Writer/director Desiree Akhavan (Appropriate Behavior) and co-writer Cecilia Frugiuele sensitively adapt Emily Danforth’s acclaimed eponymous coming-of-age novel and create a refreshingly original teen movie. Balancing out inherent drama with understated humor, The Miseducation of Cameron Post looks at a teenage girl grappling with pain and loss, but at the same time, she is creating a family on her own terms and learning what it means to empower herself by having confidence in her own identity. 

AWARDS  

2018 | Grand Jury Prize, Sundance Film Festival

2018 | Nominee Best Film, Sydney Film Festival

2018 | Nominee, Best LGBTQ Film, Molodist Film Festival 

 

 

 

 

 

Emily M. Danforth's debut coming-of-age novel, The Miseducation of Cameron Post,won the 2012 Montana Book Award, two High Plains book awards, and was a finalist for the American Library Association's William C. Morris Award and a Lambda Literary Award. It has since been translated into numerous languages and editions. In 2018, filmmaker Desiree Akhavan’s feature film adaptation of The Miseducation of Cameron Post won the Grand Jury Prize at the Sundance International Film Festival. The film has helped to inspire anti-conversion therapy legislation throughout the United States. the film.

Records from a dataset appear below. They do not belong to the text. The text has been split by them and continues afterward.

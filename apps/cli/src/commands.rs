//! CLI command definitions, routing, and tracing setup.

use std::path::PathBuf;
use std::sync::Arc;

use clap::{Parser, Subcommand};
use color_eyre::eyre::{Result, eyre};
use indicatif::{ProgressBar, ProgressStyle};
use tracing::info;
use url::Url;

use papergraph_core::generation::{EchoGenerator, Generator};
use papergraph_core::pipeline::{self, IngestConfig};
use papergraph_core::retriever::{Retriever, build_prompt, render_context};
use papergraph_core::source::LocalSource;
use papergraph_embeddings::{Embedder, HashEmbedder, HttpEmbedder};
use papergraph_graph::{GraphStore, LocalGraph};
use papergraph_shared::{
    AppConfig, PaperId, Thresholds, init_config, load_config, resolve_path, validate_config,
};

// ---------------------------------------------------------------------------
// CLI structure
// ---------------------------------------------------------------------------

/// PaperGraph — a semantic graph over scientific papers.
#[derive(Parser)]
#[command(
    name = "papergraph",
    version,
    about = "Ingest arXiv LaTeX sources into a typed paper graph and query it.",
    long_about = None,
)]
pub(crate) struct Cli {
    /// Log format: text (default) or json.
    #[arg(long, default_value = "text", global = true)]
    pub log_format: LogFormat,

    /// Verbosity level (-v, -vv, -vvv).
    #[arg(short, long, action = clap::ArgAction::Count, global = true)]
    pub verbose: u8,

    #[command(subcommand)]
    pub command: Command,
}

/// Log output format.
#[derive(Clone, Debug, clap::ValueEnum)]
pub(crate) enum LogFormat {
    Text,
    Json,
}

/// Top-level CLI subcommands.
#[derive(Subcommand)]
pub(crate) enum Command {
    /// Ingest paper source bundles and compute pairwise relations.
    Ingest {
        /// Paper ids to ingest (e.g. 2108.07258).
        #[arg(required = true)]
        paper_ids: Vec<String>,

        /// Directory containing the source bundles (one subdirectory per id).
        #[arg(long)]
        source_root: Option<String>,

        /// Path to the graph database file.
        #[arg(long)]
        db: Option<String>,
    },

    /// Answer a question from the paper graph.
    Query {
        /// The natural-language question.
        text: String,

        /// Number of anchor papers to retrieve.
        #[arg(short)]
        k: Option<usize>,

        /// Path to the graph database file.
        #[arg(long)]
        db: Option<String>,
    },

    /// List the papers stored in the graph.
    List {
        /// Path to the graph database file.
        #[arg(long)]
        db: Option<String>,
    },

    /// Configuration management.
    Config {
        /// Config subcommand.
        #[command(subcommand)]
        action: ConfigAction,
    },
}

/// Config subcommands.
#[derive(Subcommand)]
pub(crate) enum ConfigAction {
    /// Initialize config file with defaults.
    Init,
    /// Show resolved configuration.
    Show,
}

// ---------------------------------------------------------------------------
// Tracing setup
// ---------------------------------------------------------------------------

/// Initialize tracing based on CLI flags.
pub(crate) fn init_tracing(cli: &Cli) {
    use tracing_subscriber::{EnvFilter, fmt};

    let filter = match cli.verbose {
        0 => "papergraph=info",
        1 => "papergraph=debug",
        _ => "papergraph=trace",
    };

    let env_filter = EnvFilter::try_from_default_env().unwrap_or_else(|_| EnvFilter::new(filter));

    match cli.log_format {
        LogFormat::Text => {
            fmt()
                .with_env_filter(env_filter)
                .with_target(false)
                .init();
        }
        LogFormat::Json => {
            fmt().json().with_env_filter(env_filter).init();
        }
    }
}

// ---------------------------------------------------------------------------
// Command dispatch
// ---------------------------------------------------------------------------

/// Run the CLI command.
pub(crate) async fn run(cli: Cli) -> Result<()> {
    match cli.command {
        Command::Ingest {
            paper_ids,
            source_root,
            db,
        } => cmd_ingest(&paper_ids, source_root.as_deref(), db.as_deref()).await,
        Command::Query { text, k, db } => cmd_query(&text, k, db.as_deref()).await,
        Command::List { db } => cmd_list(db.as_deref()).await,
        Command::Config { action } => match action {
            ConfigAction::Init => cmd_config_init().await,
            ConfigAction::Show => cmd_config_show().await,
        },
    }
}

// ---------------------------------------------------------------------------
// Shared setup
// ---------------------------------------------------------------------------

/// Resolve the database path from the flag or config.
fn db_path(config: &AppConfig, flag: Option<&str>) -> Result<PathBuf> {
    let raw = flag.unwrap_or(&config.defaults.db_path);
    Ok(resolve_path(raw)?)
}

/// Build the configured embedding collaborator.
///
/// Env access for the API key happens here, at the outermost boundary.
fn build_embedder(config: &AppConfig) -> Result<Arc<dyn Embedder>> {
    match config.embedding.provider.as_str() {
        "hash" => Ok(Arc::new(HashEmbedder::new(config.embedding.dimension))),
        "http" => {
            let endpoint = Url::parse(&config.embedding.endpoint)
                .map_err(|e| eyre!("invalid embedding endpoint: {e}"))?;
            let mut embedder = HttpEmbedder::new(
                endpoint,
                config.embedding.model.clone(),
                config.embedding.dimension,
            )?;
            if let Ok(token) = std::env::var(&config.embedding.api_key_env) {
                if !token.is_empty() {
                    embedder = embedder.with_bearer_token(token);
                }
            }
            Ok(Arc::new(embedder))
        }
        other => Err(eyre!("unknown embedding provider '{other}'")),
    }
}

/// Spinner used for long-running commands.
fn spinner() -> ProgressBar {
    let spinner = ProgressBar::new_spinner();
    spinner.set_style(
        ProgressStyle::with_template("{spinner:.cyan} {msg}")
            .unwrap()
            .tick_strings(&["⠋", "⠙", "⠹", "⠸", "⠼", "⠴", "⠦", "⠧", "⠇", "⠏"]),
    );
    spinner.enable_steady_tick(std::time::Duration::from_millis(80));
    spinner
}

// ---------------------------------------------------------------------------
// Command handlers
// ---------------------------------------------------------------------------

async fn cmd_ingest(
    paper_ids: &[String],
    source_root: Option<&str>,
    db: Option<&str>,
) -> Result<()> {
    let config = load_config()?;
    validate_config(&config)?;

    let source_root = source_root
        .map(String::from)
        .unwrap_or_else(|| config.defaults.source_root.clone());
    let db = db_path(&config, db)?;

    info!(
        papers = paper_ids.len(),
        source_root = %source_root,
        "ingesting paper sources"
    );

    let store = Arc::new(LocalGraph::open(&db, config.embedding.dimension).await?);
    let embedder = build_embedder(&config)?;
    let fetcher = Arc::new(LocalSource::new(resolve_path(&source_root)?));

    let ingest_config = IngestConfig {
        paper_ids: paper_ids.iter().map(|id| PaperId::new(id.clone())).collect(),
        thresholds: Thresholds::from(&config.thresholds),
        concurrency: config.defaults.concurrency,
    };

    let progress = spinner();
    progress.set_message(format!("Ingesting {} papers", paper_ids.len()));

    let report = pipeline::ingest(
        &ingest_config,
        fetcher,
        embedder,
        store as Arc<dyn GraphStore>,
    )
    .await?;

    progress.finish_and_clear();

    // One line per recovered fault, then the summary.
    for warning in &report.warnings {
        println!("  warning: {warning}");
    }
    for (id, reason) in &report.skipped {
        println!("  skipped {id}: {reason}");
    }

    println!();
    println!("  Ingest complete");
    println!("  Papers:    {}", report.nodes.len());
    println!("  Skipped:   {}", report.skipped.len());
    println!("  Relations: {}", report.relations_written);
    println!("  Database:  {}", db.display());
    println!("  Time:      {:.1}s", report.elapsed.as_secs_f64());
    println!();

    Ok(())
}

async fn cmd_query(text: &str, k: Option<usize>, db: Option<&str>) -> Result<()> {
    let config = load_config()?;
    validate_config(&config)?;

    let db = db_path(&config, db)?;
    let k = k.unwrap_or(config.defaults.top_k);

    let store = Arc::new(LocalGraph::open(&db, config.embedding.dimension).await?);
    let embedder = build_embedder(&config)?;
    let retriever = Retriever::new(store as Arc<dyn GraphStore>, embedder);

    let context = retriever.retrieve(text, k).await?;

    if context.is_empty() {
        println!("No relevant papers found.");
        return Ok(());
    }

    println!("{}", render_context(&context));

    let prompt = build_prompt(text, &context);
    let answer = EchoGenerator.generate(&prompt).await?;
    println!("--- Prompt for the generation model ---");
    println!("{answer}");

    Ok(())
}

async fn cmd_list(db: Option<&str>) -> Result<()> {
    let config = load_config()?;
    let db = db_path(&config, db)?;

    let store = LocalGraph::open(&db, config.embedding.dimension).await?;
    let papers = store.list_papers().await?;
    let relations = store.count_relations().await?;

    if papers.is_empty() {
        println!("No papers stored yet. Run `papergraph ingest` first.");
        return Ok(());
    }

    for (id, title, year) in &papers {
        if *year > 0 {
            println!("  {id}  {title} ({year})");
        } else {
            println!("  {id}  {title}");
        }
    }
    println!();
    println!("  {} papers, {} relations", papers.len(), relations);

    Ok(())
}

async fn cmd_config_init() -> Result<()> {
    let path = init_config()?;
    println!("Wrote default config to {}", path.display());
    Ok(())
}

async fn cmd_config_show() -> Result<()> {
    let config = load_config()?;
    let rendered = toml::to_string_pretty(&config)?;
    println!("{rendered}");
    Ok(())
}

“I’m so incredibly thrilled to be coming to the Side by Side Festival in Russia to talk about the film adaptation of my novel, The Miseducation of Cameron Post. Desiree Akhavan's film feels true to so many touchstone moments of queer adolescence--both of 30 years ago, with the story is set, but also of today. This is the funny and heartbreaking film about staying true to oneself and finding a queer community that would have meant the world to me as a closeted teen in "cowboy country" Montana of the early 1990s. Cameron Post, the title character, is herself a kind of ravenous connoisseur of lesbian media--the few examples she can find during those pre-internet days in a rural place. She spends many obsessive hours "queering" the big budget Hollywood movies she rents on VHS or sees in her small town theatre. Queer representation has always, since the earliest days of motion pictures, been so crucial to our understanding of who we are and who we might be, and also who we refuse to be--for better or worse and everything in between. I'm so grateful that Cameron Post has now become a part of that rich cinematic history.”